WHAT YOU NEED TO DO
Collect each line of the entries that holds the string "processed".

TASK INPUT
───

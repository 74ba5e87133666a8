use core::fmt;

use serde::Serialize;
use thiserror::Error;

/// The kind of data a tag holds.
#[derive(Debug, Clone, Copy, PartialEq, Eq, Hash)]
pub enum ValueKind {
    Invalid,
    String,
    Integer,
    Boolean,
}
impl fmt::Display for ValueKind {
    fn fmt(&self, f: &mut fmt::Formatter<'_>) -> fmt::Result {
        match self {
            Self::Invalid => f.write_str("invalid"),
            Self::String => f.write_str("string"),
            Self::Integer => f.write_str("integer"),
            Self::Boolean => f.write_str("boolean"),
        }
    }
}

/// A single tag value.
///
/// `Invalid` is both the result of a failed conversion and, inside a batch of
/// edits, the instruction to delete a tag. Which one is meant depends on
/// where the value came from.
#[derive(Debug, Clone, PartialEq, Eq, Default)]
pub enum TaggedValue {
    #[default]
    Invalid,
    Boolean(bool),
    Integer(i64),
    String(String),
}

#[derive(Error, Debug, Clone, PartialEq, Eq)]
pub enum ValueError {
    #[error("Invalid integer value: {0}")]
    NotAnInteger(String),
    #[error("Integer string out of range: {0}")]
    OutOfRange(String),
    #[error("Invalid boolean value: {0}")]
    NotABoolean(String),
    #[error("Values of kind {0} cannot be parsed")]
    UnparsableKind(ValueKind),
}

#[track_caller]
fn bad_accessor(wanted: ValueKind, got: ValueKind) -> ! {
    panic!("bad accessor: requested {wanted} from a {got} value")
}

/// Reads an optional sign and the digits after leading whitespace, ignoring
/// whatever follows them, so `"7/12"` is 7 and `"2019-05-01"` is 2019.
/// Values must fit in 32 bits.
fn leading_integer(text: &str) -> Result<i64, ValueError> {
    let trimmed = text.trim_start();
    let unsigned = trimmed.strip_prefix(['+', '-']).unwrap_or(trimmed);
    let digits = unsigned.len()
        - unsigned
            .trim_start_matches(|c: char| c.is_ascii_digit())
            .len();
    if digits == 0 {
        return Err(ValueError::NotAnInteger(text.to_owned()));
    }
    let end = trimmed.len() - unsigned.len() + digits;
    trimmed[..end]
        .parse::<i32>()
        .map(i64::from)
        .map_err(|_| ValueError::OutOfRange(text.to_owned()))
}

impl TaggedValue {
    pub fn value_type(&self) -> ValueKind {
        match self {
            Self::Invalid => ValueKind::Invalid,
            Self::Boolean(_) => ValueKind::Boolean,
            Self::Integer(_) => ValueKind::Integer,
            Self::String(_) => ValueKind::String,
        }
    }
    pub fn is_invalid(&self) -> bool {
        matches!(self, Self::Invalid)
    }

    /// # Panics
    /// If the value is not an integer.
    #[track_caller]
    pub fn get_int(&self) -> i64 {
        match self {
            Self::Integer(i) => *i,
            other => bad_accessor(ValueKind::Integer, other.value_type()),
        }
    }
    /// # Panics
    /// If the value is not a boolean.
    #[track_caller]
    pub fn get_bool(&self) -> bool {
        match self {
            Self::Boolean(b) => *b,
            other => bad_accessor(ValueKind::Boolean, other.value_type()),
        }
    }
    /// # Panics
    /// If the value is not a string.
    #[track_caller]
    pub fn get_str(&self) -> &str {
        match self {
            Self::String(s) => s,
            other => bad_accessor(ValueKind::String, other.value_type()),
        }
    }

    pub fn as_int(&self) -> Option<i64> {
        match self {
            Self::Integer(i) => Some(*i),
            _ => None,
        }
    }
    pub fn as_bool(&self) -> Option<bool> {
        match self {
            Self::Boolean(b) => Some(*b),
            _ => None,
        }
    }
    pub fn as_str(&self) -> Option<&str> {
        match self {
            Self::String(s) => Some(s),
            _ => None,
        }
    }

    pub fn set_int(&mut self, value: i64) {
        *self = Self::Integer(value);
    }
    pub fn set_bool(&mut self, value: bool) {
        *self = Self::Boolean(value);
    }
    pub fn set_str(&mut self, value: impl Into<String>) {
        *self = Self::String(value.into());
    }
    pub fn set_invalid(&mut self) {
        *self = Self::Invalid;
    }

    /// Converts user input to `kind`, yielding `Invalid` when that fails.
    pub fn parse(kind: ValueKind, text: &str) -> Self {
        Self::parse_strict(kind, text).unwrap_or_default()
    }

    pub fn parse_strict(kind: ValueKind, text: &str) -> Result<Self, ValueError> {
        match kind {
            ValueKind::String => Ok(Self::String(text.to_owned())),
            ValueKind::Integer => leading_integer(text).map(Self::Integer),
            ValueKind::Boolean => match text.trim().to_ascii_lowercase().as_str() {
                "true" | "yes" | "1" => Ok(Self::Boolean(true)),
                "false" | "no" | "0" => Ok(Self::Boolean(false)),
                _ => Err(ValueError::NotABoolean(text.to_owned())),
            },
            ValueKind::Invalid => Err(ValueError::UnparsableKind(kind)),
        }
    }
}

impl From<bool> for TaggedValue {
    fn from(value: bool) -> Self {
        Self::Boolean(value)
    }
}
impl From<i64> for TaggedValue {
    fn from(value: i64) -> Self {
        Self::Integer(value)
    }
}
impl From<String> for TaggedValue {
    fn from(value: String) -> Self {
        Self::String(value)
    }
}
impl From<&str> for TaggedValue {
    fn from(value: &str) -> Self {
        Self::String(value.to_owned())
    }
}

impl fmt::Display for TaggedValue {
    fn fmt(&self, f: &mut fmt::Formatter<'_>) -> fmt::Result {
        match self {
            Self::Invalid => f.write_str("<INVALID DATA>"),
            Self::Boolean(b) => write!(f, "{b}"),
            Self::Integer(i) => write!(f, "{i}"),
            Self::String(s) => f.write_str(s),
        }
    }
}

impl Serialize for TaggedValue {
    fn serialize<S>(&self, serializer: S) -> Result<S::Ok, S::Error>
    where
        S: serde::Serializer,
    {
        match self {
            Self::Invalid => serializer.serialize_unit(),
            Self::Boolean(b) => serializer.serialize_bool(*b),
            Self::Integer(i) => serializer.serialize_i64(*i),
            Self::String(s) => serializer.serialize_str(s),
        }
    }
}
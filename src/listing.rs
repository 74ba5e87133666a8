use std::{collections::BTreeMap, fmt::Write, path::PathBuf};

use serde::{ser::SerializeMap, Serialize};

use crate::value::TaggedValue;

const NAME_WIDTH: usize = 14;
const STX: char = '\u{02}';
const ETX: char = '\u{03}';
pub const EOT: char = '\u{04}';

/// The values read from one file, keyed by field name.
///
/// Audio properties are kept apart from tag fields and always follow them.
#[derive(Debug, Clone, PartialEq, Eq)]
pub struct Listing {
    pub path: PathBuf,
    pub fields: BTreeMap<String, TaggedValue>,
    pub audio: BTreeMap<String, TaggedValue>,
}
impl Listing {
    pub fn new(path: PathBuf) -> Self {
        Self {
            path,
            fields: BTreeMap::new(),
            audio: BTreeMap::new(),
        }
    }
    pub fn insert(&mut self, name: impl Into<String>, value: impl Into<TaggedValue>) {
        self.fields.insert(name.into(), value.into());
    }
    pub fn insert_audio(&mut self, name: impl Into<String>, value: impl Into<TaggedValue>) {
        self.audio.insert(name.into(), value.into());
    }
    pub fn get(&self, name: &str) -> Option<&TaggedValue> {
        self.fields.get(name)
    }
    pub fn get_audio(&self, name: &str) -> Option<&TaggedValue> {
        self.audio.get(name)
    }
    fn all_fields(&self) -> impl Iterator<Item = (&String, &TaggedValue)> {
        self.fields.iter().chain(self.audio.iter())
    }

    pub fn render_human(&self) -> String {
        let mut out = format!("<{}>\n", self.path.display());
        for (name, value) in self.all_fields() {
            let _ = match value {
                TaggedValue::String(s) => writeln!(out, "{name:<NAME_WIDTH$} | \"{s}\""),
                other => writeln!(out, "{name:<NAME_WIDTH$} | {other}"),
            };
        }
        out
    }

    pub fn render_machine(&self) -> String {
        let mut out = format!("filename{STX}{}", self.path.display());
        for (name, value) in self.all_fields() {
            let _ = match value {
                TaggedValue::Invalid => write!(out, "{ETX}{name}{STX}"),
                other => write!(out, "{ETX}{name}{STX}{other}"),
            };
        }
        out
    }
}

impl Serialize for Listing {
    fn serialize<S>(&self, serializer: S) -> Result<S::Ok, S::Error>
    where
        S: serde::Serializer,
    {
        let audio = !self.audio.is_empty();
        let mut map = serializer.serialize_map(Some(self.fields.len() + 1 + usize::from(audio)))?;
        map.serialize_entry("file", &self.path.display().to_string())?;
        for (name, value) in &self.fields {
            map.serialize_entry(name, value)?;
        }
        if audio {
            map.serialize_entry("audio-properties", &self.audio)?;
        }
        map.end()
    }
}

/// Human listings are separated by blank lines, machine ones by EOT.
pub fn render_all(listings: &[Listing], human: bool) -> String {
    if human {
        listings.iter().map(|x| x.render_human()).collect::<Vec<_>>().join("\n")
    } else {
        listings
            .iter()
            .map(|x| x.render_machine())
            .collect::<Vec<_>>()
            .join(&EOT.to_string())
    }
}

pub fn render_json(listings: &[Listing]) -> Result<String, serde_json::Error> {
    serde_json::to_string(listings)
}
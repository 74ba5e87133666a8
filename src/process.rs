use std::path::Path;

use itertools::Itertools;
use strum::IntoEnumIterator;
use thiserror::Error;

use crate::{
    amend::{self, AmendFailure},
    catalog::CanonicalTag,
    config::{Mode, Settings},
    format::ContainerKind,
    handle::{self, HandleError, TagFile},
    listing::Listing,
    resolver::{self, ContainerSet},
    value::{TaggedValue, ValueKind},
};

#[derive(Error, Debug)]
pub enum FileError {
    #[error("{0}")]
    Handle(#[from] HandleError),
    #[error("File is read-only")]
    ReadOnly,
    #[error("No tag types to write to")]
    EmptyWriteSet,
}

/// Where one file is in its processing.
#[derive(Debug, Clone, Copy, PartialEq, Eq)]
pub enum Stage {
    Opened,
    ReadResolved,
    WriteSetResolved,
    Amended,
    Stripped,
    SaveRequested,
    Saved,
    SaveFailed,
}
impl Stage {
    fn rank(self) -> u8 {
        match self {
            Self::Opened => 0,
            Self::ReadResolved | Self::WriteSetResolved => 1,
            Self::Amended | Self::Stripped => 2,
            Self::SaveRequested => 3,
            Self::Saved | Self::SaveFailed => 4,
        }
    }
    pub fn is_terminal(self) -> bool {
        self.rank() == 4
    }
}

pub struct Progress<'a> {
    path: &'a Path,
    stage: Stage,
}
impl<'a> Progress<'a> {
    pub fn new(path: &'a Path) -> Self {
        log::trace!("{}: {:?}", path.display(), Stage::Opened);
        Self {
            path,
            stage: Stage::Opened,
        }
    }
    pub fn stage(&self) -> Stage {
        self.stage
    }
    /// Moves forward. Going backwards or sideways is a bug and is ignored.
    pub fn advance(&mut self, next: Stage) {
        if next.rank() <= self.stage.rank() {
            debug_assert!(false, "{:?} cannot follow {:?}", next, self.stage);
            return;
        }
        log::trace!("{}: {:?} -> {:?}", self.path.display(), self.stage, next);
        self.stage = next;
    }
}

#[derive(Debug, Default)]
pub struct TagOutcome {
    pub containers: ContainerSet,
    pub failures: Vec<AmendFailure>,
}

#[derive(Debug, Default)]
pub struct StripOutcome {
    pub containers: ContainerSet,
}

#[derive(Debug)]
pub enum FileOutcome {
    Listed(Listing),
    Tagged(TagOutcome),
    Stripped(StripOutcome),
}

/// Per-run counts used for the exit status.
#[derive(Debug, Default, Clone, Copy, PartialEq, Eq)]
pub struct RunSummary {
    pub processed: usize,
    pub failed: usize,
}
impl RunSummary {
    pub fn record(&mut self, result: &Result<FileOutcome, FileError>) {
        self.processed += 1;
        if result.is_err() {
            self.failed += 1;
        }
    }
    pub fn exit_code(&self, settings: &Settings) -> i32 {
        if settings.options.fail_on_file_error && self.failed > 0 {
            2
        } else {
            0
        }
    }
}

pub fn process_file(path: &Path, settings: &Settings) -> Result<FileOutcome, FileError> {
    let mut handle = handle::open(path)?;
    process_handle(path, handle.as_mut(), settings)
}

pub fn process_handle(
    path: &Path,
    handle: &mut dyn TagFile,
    settings: &Settings,
) -> Result<FileOutcome, FileError> {
    match settings.mode {
        Mode::List(_) => Ok(FileOutcome::Listed(list_handle(path, handle, settings))),
        Mode::Tag => tag_handle(path, handle, settings).map(FileOutcome::Tagged),
        Mode::Strip => strip_handle(path, handle, settings).map(FileOutcome::Stripped),
    }
}

// Order of the `tag-types` listing field.
static TAG_TYPE_ORDER: [ContainerKind; 3] = [
    ContainerKind::Id3v1,
    ContainerKind::Id3v2,
    ContainerKind::Apetag,
];

fn presence(handle: &dyn TagFile) -> impl Fn(ContainerKind) -> bool + '_ {
    move |kind| handle.has_container(kind)
}

fn content(handle: &dyn TagFile) -> impl Fn(ContainerKind) -> bool + '_ {
    move |kind| handle.has_content(kind)
}

/// The containers a tag or strip run touches.
fn write_targets(handle: &dyn TagFile, settings: &Settings, delete_only: bool) -> ContainerSet {
    let file_type = handle.file_type();
    if resolver::is_multi_container(file_type) {
        resolver::resolve_write_set(&settings.write_map, file_type, presence(handle), delete_only)
    } else if !delete_only || handle.has_container(ContainerKind::None) {
        ContainerSet::from([ContainerKind::None])
    } else {
        ContainerSet::new()
    }
}

fn empty_value(kind: ValueKind) -> TaggedValue {
    match kind {
        ValueKind::Integer => TaggedValue::Integer(0),
        ValueKind::Boolean => TaggedValue::Boolean(false),
        _ => TaggedValue::String(String::new()),
    }
}

pub fn list_handle(path: &Path, handle: &dyn TagFile, settings: &Settings) -> Listing {
    let mut progress = Progress::new(path);
    let show_empty = settings.options.show_empty;
    let file_type = handle.file_type();
    let mut listing = Listing::new(path.to_owned());
    listing.insert("file-type", file_type.label());

    let chosen = if resolver::is_multi_container(file_type) {
        let chosen =
            resolver::resolve_preferred_container(&settings.read_map, file_type, content(handle));
        let present = handle.present_containers();
        let tag_types = TAG_TYPE_ORDER
            .iter()
            .filter(|x| present.contains(*x) && handle.has_content(**x))
            .map(|x| x.label())
            .join(",");
        let tag_types = if tag_types.is_empty() {
            "(no tags)".to_owned()
        } else {
            tag_types
        };
        listing.insert("tag-type", chosen.label());
        listing.insert("tag-types", tag_types);
        chosen
    } else {
        if show_empty {
            listing.insert("tag-type", "");
            listing.insert("tag-types", "");
        }
        ContainerKind::None
    };
    progress.advance(Stage::ReadResolved);

    let has_tag = handle.has_container(chosen);
    let properties = handle.properties_for(chosen);
    for tag in CanonicalTag::iter() {
        match amend::read_value(&properties, tag) {
            Some(value) if has_tag => listing.insert(tag.name(), value),
            _ if show_empty => listing.insert(tag.name(), empty_value(tag.kind())),
            _ => {}
        }
    }
    if has_tag || show_empty {
        listing.insert("is-va", properties.contains("ALBUMARTIST"));
    }
    if let Some(audio) = handle.audio_properties() {
        listing.insert_audio("bit-rate", i64::from(audio.bit_rate));
        listing.insert_audio("channels", i64::from(audio.channels));
        listing.insert_audio("length", i64::try_from(audio.length).unwrap_or(i64::MAX));
        listing.insert_audio("sample-rate", i64::from(audio.sample_rate));
    }
    listing
}

pub fn tag_handle(
    path: &Path,
    handle: &mut dyn TagFile,
    settings: &Settings,
) -> Result<TagOutcome, FileError> {
    let mut progress = Progress::new(path);
    if handle.is_read_only() {
        return Err(FileError::ReadOnly);
    }
    let delete_only = settings.edits.is_delete_only();
    let targets = write_targets(handle, settings, delete_only);
    progress.advance(Stage::WriteSetResolved);
    if targets.is_empty() {
        if settings.options.fail_on_empty_write {
            return Err(FileError::EmptyWriteSet);
        }
        log::warn!("{}: no tag types to write to, skipping", path.display());
        return Ok(TagOutcome::default());
    }

    let mut failures = vec![];
    for kind in &targets {
        let amended = amend::apply(handle.properties_for(*kind), &settings.edits, *kind);
        log::debug!("{}: {} changes to {kind}", path.display(), amended.changed);
        failures.extend(amended.failures);
        handle.set_properties_for(*kind, amended.properties);
    }
    progress.advance(Stage::Amended);

    progress.advance(Stage::SaveRequested);
    match handle.save(&targets, !delete_only) {
        Ok(()) => progress.advance(Stage::Saved),
        Err(err) => {
            progress.advance(Stage::SaveFailed);
            return Err(err.into());
        }
    }
    Ok(TagOutcome {
        containers: targets,
        failures,
    })
}

pub fn strip_handle(
    path: &Path,
    handle: &mut dyn TagFile,
    settings: &Settings,
) -> Result<StripOutcome, FileError> {
    let mut progress = Progress::new(path);
    if handle.is_read_only() {
        return Err(FileError::ReadOnly);
    }
    let multi = resolver::is_multi_container(handle.file_type());
    let targets = write_targets(handle, settings, true);
    progress.advance(Stage::WriteSetResolved);
    if targets.is_empty() {
        log::debug!("{}: nothing to strip", path.display());
        return Ok(StripOutcome::default());
    }

    let result = if multi {
        progress.advance(Stage::Stripped);
        progress.advance(Stage::SaveRequested);
        amend::strip(handle, &targets).map(|_| ())
    } else {
        for kind in &targets {
            amend::clear(handle, *kind, settings.options.discard_unsupported);
        }
        progress.advance(Stage::Stripped);
        progress.advance(Stage::SaveRequested);
        handle.save(&targets, false)
    };
    match result {
        Ok(()) => progress.advance(Stage::Saved),
        Err(err) => {
            progress.advance(Stage::SaveFailed);
            return Err(err.into());
        }
    }
    Ok(StripOutcome {
        containers: targets,
    })
}
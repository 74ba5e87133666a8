use std::collections::BTreeMap;

use thiserror::Error;

use crate::{
    catalog::{self, CanonicalTag},
    value::{TaggedValue, ValueError},
};

#[derive(Error, Debug, Clone, PartialEq, Eq)]
pub enum EditError {
    #[error("Broken tag definition (expected tag=value): \"{0}\"")]
    BrokenDefinition(String),
    #[error("Unknown tag name: \"{0}\"")]
    UnknownTag(String),
    #[error("Bad value for {tag}: {error}")]
    InvalidValue { tag: CanonicalTag, error: ValueError },
}

/// One batch of edits applied the same way to every file.
///
/// An `Invalid` value means the tag is deleted.
#[derive(Debug, Clone, Default, PartialEq, Eq)]
pub struct PendingEdits {
    edits: BTreeMap<CanonicalTag, TaggedValue>,
}
impl PendingEdits {
    pub fn new() -> Self {
        Self::default()
    }
    pub fn insert(&mut self, tag: CanonicalTag, value: TaggedValue) {
        self.edits.insert(tag, value);
    }
    pub fn delete(&mut self, tag: CanonicalTag) {
        self.edits.insert(tag, TaggedValue::Invalid);
    }

    /// Parses a `tag=value` argument, converting the value to the tag's kind.
    pub fn add_definition(&mut self, definition: &str) -> Result<(), EditError> {
        let (name, text) = definition
            .split_once('=')
            .ok_or_else(|| EditError::BrokenDefinition(definition.to_owned()))?;
        let name = name.trim();
        let (tag, kind) =
            catalog::lookup_by_name(name).ok_or_else(|| EditError::UnknownTag(name.to_owned()))?;
        let value = TaggedValue::parse_strict(kind, text)
            .map_err(|error| EditError::InvalidValue { tag, error })?;
        self.insert(tag, value);
        Ok(())
    }
    pub fn add_deletion(&mut self, name: &str) -> Result<(), EditError> {
        let name = name.trim();
        let tag = CanonicalTag::from_name(name).ok_or_else(|| EditError::UnknownTag(name.to_owned()))?;
        self.delete(tag);
        Ok(())
    }

    pub fn get(&self, tag: CanonicalTag) -> Option<&TaggedValue> {
        self.edits.get(&tag)
    }
    pub fn iter(&self) -> impl Iterator<Item = (CanonicalTag, &TaggedValue)> {
        self.edits.iter().map(|(k, v)| (*k, v))
    }
    pub fn len(&self) -> usize {
        self.edits.len()
    }
    pub fn is_empty(&self) -> bool {
        self.edits.is_empty()
    }
    /// True when the batch only removes tags, so no container needs creating.
    pub fn is_delete_only(&self) -> bool {
        self.edits.values().all(|x| x.is_invalid())
    }
}

impl FromIterator<(CanonicalTag, TaggedValue)> for PendingEdits {
    fn from_iter<I: IntoIterator<Item = (CanonicalTag, TaggedValue)>>(iter: I) -> Self {
        Self {
            edits: iter.into_iter().collect(),
        }
    }
}
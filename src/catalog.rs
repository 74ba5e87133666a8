use core::fmt;

use strum::{EnumIter, IntoEnumIterator};

use crate::value::ValueKind;

/// Format-independent tag names accepted on the command line.
#[derive(Debug, Clone, Copy, PartialEq, Eq, PartialOrd, Ord, Hash, EnumIter)]
pub enum CanonicalTag {
    Artist,
    Album,
    CatalogNumber,
    Comment,
    Compilation,
    Composer,
    Conductor,
    Description,
    Genre,
    Label,
    Performer,
    Publisher,
    TrackNumber,
    TrackTitle,
    Url,
    Year,
    MbAlbumId,
    MbArtistId,
    MbTrackId,
}

pub struct CatalogEntry {
    pub tag: CanonicalTag,
    pub name: &'static str,
    pub kind: ValueKind,
    pub property_key: &'static str,
}

// indexed by `CanonicalTag as usize`
static CATALOG: [CatalogEntry; 19] = [
    entry(CanonicalTag::Artist, "artist", ValueKind::String, "ARTIST"),
    entry(CanonicalTag::Album, "album", ValueKind::String, "ALBUM"),
    entry(
        CanonicalTag::CatalogNumber,
        "catalog-number",
        ValueKind::String,
        "CATALOGNUMBER",
    ),
    entry(CanonicalTag::Comment, "comment", ValueKind::String, "COMMENT"),
    entry(
        CanonicalTag::Compilation,
        "compilation",
        ValueKind::String,
        "ALBUMARTIST",
    ),
    entry(CanonicalTag::Composer, "composer", ValueKind::String, "COMPOSER"),
    entry(
        CanonicalTag::Conductor,
        "conductor",
        ValueKind::String,
        "CONDUCTOR",
    ),
    entry(
        CanonicalTag::Description,
        "description",
        ValueKind::String,
        "DESCRIPTION",
    ),
    entry(CanonicalTag::Genre, "genre", ValueKind::String, "GENRE"),
    entry(CanonicalTag::Label, "label", ValueKind::String, "LABEL"),
    entry(
        CanonicalTag::Performer,
        "performer",
        ValueKind::String,
        "PERFORMER",
    ),
    entry(
        CanonicalTag::Publisher,
        "publisher",
        ValueKind::String,
        "PUBLISHER",
    ),
    entry(
        CanonicalTag::TrackNumber,
        "track-number",
        ValueKind::Integer,
        "TRACKNUMBER",
    ),
    entry(CanonicalTag::TrackTitle, "track-title", ValueKind::String, "TITLE"),
    entry(CanonicalTag::Url, "url", ValueKind::String, "URL"),
    entry(CanonicalTag::Year, "year", ValueKind::Integer, "DATE"),
    entry(
        CanonicalTag::MbAlbumId,
        "mb-album-id",
        ValueKind::String,
        "MUSICBRAINZ_ALBUMID",
    ),
    entry(
        CanonicalTag::MbArtistId,
        "mb-artist-id",
        ValueKind::String,
        "MUSICBRAINZ_ARTISTID",
    ),
    entry(
        CanonicalTag::MbTrackId,
        "mb-track-id",
        ValueKind::String,
        "MUSICBRAINZ_TRACKID",
    ),
];

const fn entry(
    tag: CanonicalTag,
    name: &'static str,
    kind: ValueKind,
    key: &'static str,
) -> CatalogEntry {
    CatalogEntry {
        tag,
        name,
        kind,
        property_key: key,
    }
}

impl CanonicalTag {
    pub fn entry(self) -> &'static CatalogEntry {
        &CATALOG[self as usize]
    }
    pub fn id(self) -> usize {
        self as usize
    }
    pub fn name(self) -> &'static str {
        self.entry().name
    }
    pub fn kind(self) -> ValueKind {
        self.entry().kind
    }
    /// Key in the generic property map.
    pub fn property_key(self) -> &'static str {
        self.entry().property_key
    }
    pub fn from_id(id: usize) -> Option<Self> {
        Self::iter().nth(id)
    }
    pub fn from_name(name: &str) -> Option<Self> {
        CATALOG.iter().find(|x| x.name == name).map(|x| x.tag)
    }
}
impl fmt::Display for CanonicalTag {
    fn fmt(&self, f: &mut fmt::Formatter<'_>) -> fmt::Result {
        f.write_str(self.name())
    }
}

pub fn lookup_by_name(name: &str) -> Option<(CanonicalTag, ValueKind)> {
    CanonicalTag::from_name(name).map(|tag| (tag, tag.kind()))
}

/// The declared kind of `name`, `ValueKind::Invalid` for unknown names.
pub fn kind_of(name: &str) -> ValueKind {
    lookup_by_name(name).map_or(ValueKind::Invalid, |(_, kind)| kind)
}

pub fn entries() -> impl Iterator<Item = &'static CatalogEntry> + Clone {
    CATALOG.iter()
}

pub fn names() -> impl Iterator<Item = &'static str> + Clone {
    CATALOG.iter().map(|x| x.name)
}
//! Applying pending edits to one container's property set.
//!
//! Every edit is attempted. A key the container refuses is logged and
//! reported, and the rest of the batch still goes through.

use crate::{
    catalog::CanonicalTag,
    edits::PendingEdits,
    format::ContainerKind,
    handle::{HandleError, TagFile},
    property::{PropertyError, PropertyMap},
    resolver::ContainerSet,
    value::{TaggedValue, ValueKind},
};

#[derive(Debug, Clone, PartialEq, Eq)]
pub struct AmendFailure {
    pub tag: CanonicalTag,
    pub container: ContainerKind,
    pub error: PropertyError,
}

#[derive(Debug, Clone, Default)]
pub struct Amended {
    pub properties: PropertyMap,
    pub failures: Vec<AmendFailure>,
    pub changed: usize,
}
impl Amended {
    pub fn is_success(&self) -> bool {
        self.failures.is_empty()
    }
}

/// How a stored value is rendered as property text.
pub fn render(value: &TaggedValue) -> Option<String> {
    match value {
        TaggedValue::Invalid => None,
        TaggedValue::Boolean(b) => Some(b.to_string()),
        TaggedValue::Integer(i) => Some(i.to_string()),
        TaggedValue::String(s) => Some(s.clone()),
    }
}

pub fn apply(mut properties: PropertyMap, edits: &PendingEdits, container: ContainerKind) -> Amended {
    let mut failures = vec![];
    let mut changed = 0;
    for (tag, value) in edits.iter() {
        let key = tag.property_key();
        match render(value) {
            None => {
                if properties.erase(key) {
                    changed += 1;
                }
            }
            Some(text) => match properties.replace(key, vec![text]) {
                Ok(()) => changed += 1,
                Err(error) => {
                    log::warn!("Could not set {tag} in {container} tag: {error}");
                    failures.push(AmendFailure {
                        tag,
                        container,
                        error,
                    });
                }
            },
        }
    }
    Amended {
        properties,
        failures,
        changed,
    }
}

/// Empties a property set, dropping unsupported items too when asked.
pub fn clear(
    handle: &mut dyn TagFile,
    container: ContainerKind,
    discard_unsupported: bool,
) {
    let mut properties = handle.properties_for(container);
    properties.clear();
    handle.set_properties_for(container, properties);
    if discard_unsupported {
        handle.remove_unsupported(container);
    }
}

/// Removes the given containers wholesale. Returns whether any I/O happened.
pub fn strip(handle: &mut dyn TagFile, targets: &ContainerSet) -> Result<bool, HandleError> {
    if targets.is_empty() {
        return Ok(false);
    }
    handle.strip(targets)?;
    Ok(true)
}

/// Reads a tag back in its declared kind.
///
/// Integers use the leading digits of the first value, so `"7/12"` reads as
/// 7. Empty text and integers without digits count as absent.
pub fn read_value(properties: &PropertyMap, tag: CanonicalTag) -> Option<TaggedValue> {
    let first = properties.first(tag.property_key())?;
    match tag.kind() {
        ValueKind::String => {
            if first.is_empty() {
                None
            } else {
                Some(TaggedValue::String(first.to_owned()))
            }
        }
        ValueKind::Integer => TaggedValue::parse_strict(ValueKind::Integer, first).ok(),
        ValueKind::Boolean => match TaggedValue::parse(ValueKind::Boolean, first) {
            TaggedValue::Invalid => None,
            value => Some(value),
        },
        ValueKind::Invalid => None,
    }
}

───

SOLUTION TO THE PROBLEM
    pub processed: usize,
        self.processed += 1;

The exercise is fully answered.